YOUR ASSIGNMENT ::
Go through the material and copy each line that includes "LogicalState".

DATA SHOWN ::

//! Per-item selection for one artifact kind, with a tri-state aggregate.
//!
//! Hosts query [`SelectionState::aggregate`] after each change instead of
//! subscribing to change events.

use crate::types::{LogicalState, TelemetryArtifact};
use serde::{Deserialize, Serialize};

#[derive(Debug, Clone, Copy, PartialEq, Eq, Serialize, Deserialize)]
#[serde(rename_all = "camelCase")]
pub enum CheckState {
    Checked,
    Unchecked,
    Indeterminate,
}

#[derive(Debug, Clone, PartialEq, Eq, Serialize, Deserialize)]
#[serde(rename_all = "camelCase")]
pub struct SelectionItem {
    pub artifact: TelemetryArtifact,
    pub checked: bool,
}

#[derive(Debug, Clone, Default, PartialEq, Eq, Serialize, Deserialize)]
#[serde(rename_all = "camelCase")]
pub struct SelectionState {
    items: Vec<SelectionItem>,
}

impl SelectionState {
    /// An item starts checked when its artifact is already disabled, so the
    /// checkbox reads "telemetry is off".
    pub fn from_artifacts(artifacts: &[TelemetryArtifact]) -> Self {
        Self {
            items: artifacts
                .iter()
                .map(|a| SelectionItem {
                    artifact: a.clone(),
                    checked: a.state == LogicalState::Disabled,
                })
                .collect(),
        }
    }

    pub fn items(&self) -> &[SelectionItem] {
        &self.items
    }

    pub fn is_empty(&self) -> bool {
        self.items.is_empty()
    }

    /// Returns `false` when no item has that id.
    pub fn set_checked(&mut self, id: &str, checked: bool) -> bool {
        match self
            .items
            .iter_mut()
            .find(|i| i.artifact.id.eq_ignore_ascii_case(id))
        {
            Some(item) => {
                item.checked = checked;
                true
            }
            None => false,
        }
    }

    pub fn set_all(&mut self, checked: bool) {
        for item in &mut self.items {
            item.checked = checked;
        }
    }

    /// An empty selection is `Unchecked`.
    pub fn aggregate(&self) -> CheckState {
        let checked = self.items.iter().filter(|i| i.checked).count();
        if checked == 0 {
            CheckState::Unchecked
        } else if checked == self.items.len() {
            CheckState::Checked
        } else {
            CheckState::Indeterminate
        }
    }

    /// Artifacts currently checked, in list order.
    pub fn checked(&self) -> Vec<TelemetryArtifact> {
        self.items
            .iter()
            .filter(|i| i.checked)
            .map(|i| i.artifact.clone())
            .collect()
    }

    /// Commit is allowed when either kind is fully checked.
    pub fn commit_enabled(services: &SelectionState, tasks: &SelectionState) -> bool {
        services.aggregate() == CheckState::Checked || tasks.aggregate() == CheckState::Checked
    }
}

#[cfg(test)]
mod tests {
    use super::*;

    fn tasks() -> SelectionState {
        SelectionState::from_artifacts(&[
            TelemetryArtifact::task("\\NvTmRep_{1}", LogicalState::Disabled),
            TelemetryArtifact::task("\\NvTmMon_{1}", LogicalState::Enabled),
        ])
    }

    #[test]
    fn test_initial_check_follows_state() {
        let sel = tasks();
        assert!(sel.items()[0].checked);
        assert!(!sel.items()[1].checked);
        assert_eq!(sel.aggregate(), CheckState::Indeterminate);
    }

    #[test]
    fn test_aggregate_transitions() {
        let mut sel = tasks();
        assert!(sel.set_checked("\\nvtmmon_{1}", true));
        assert_eq!(sel.aggregate(), CheckState::Checked);
        sel.set_all(false);
        assert_eq!(sel.aggregate(), CheckState::Unchecked);
        assert!(!sel.set_checked("\\Missing", true));
        assert_eq!(SelectionState::default().aggregate(), CheckState::Unchecked);
    }

    #[test]
    fn test_commit_enabled() {
        let mut services = SelectionState::from_artifacts(&[TelemetryArtifact::service(
            "NvTelemetryContainer",
            "NVIDIA Telemetry Container",
            LogicalState::Enabled,
        )]);
        let mut task_sel = tasks();
        assert!(!SelectionState::commit_enabled(&services, &task_sel));

        task_sel.set_all(true);
        assert!(SelectionState::commit_enabled(&services, &task_sel));
        assert_eq!(task_sel.checked().len(), 2);

        task_sel.set_all(false);
        services.set_all(true);
        assert!(SelectionState::commit_enabled(&services, &task_sel));
    }
}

WRITTEN RESPONSE ::
use crate::types::{LogicalState, TelemetryArtifact};
                    checked: a.state == LogicalState::Disabled,
            TelemetryArtifact::task("\\NvTmRep_{1}", LogicalState::Disabled),
            TelemetryArtifact::task("\\NvTmMon_{1}", LogicalState::Enabled),
            LogicalState::Enabled,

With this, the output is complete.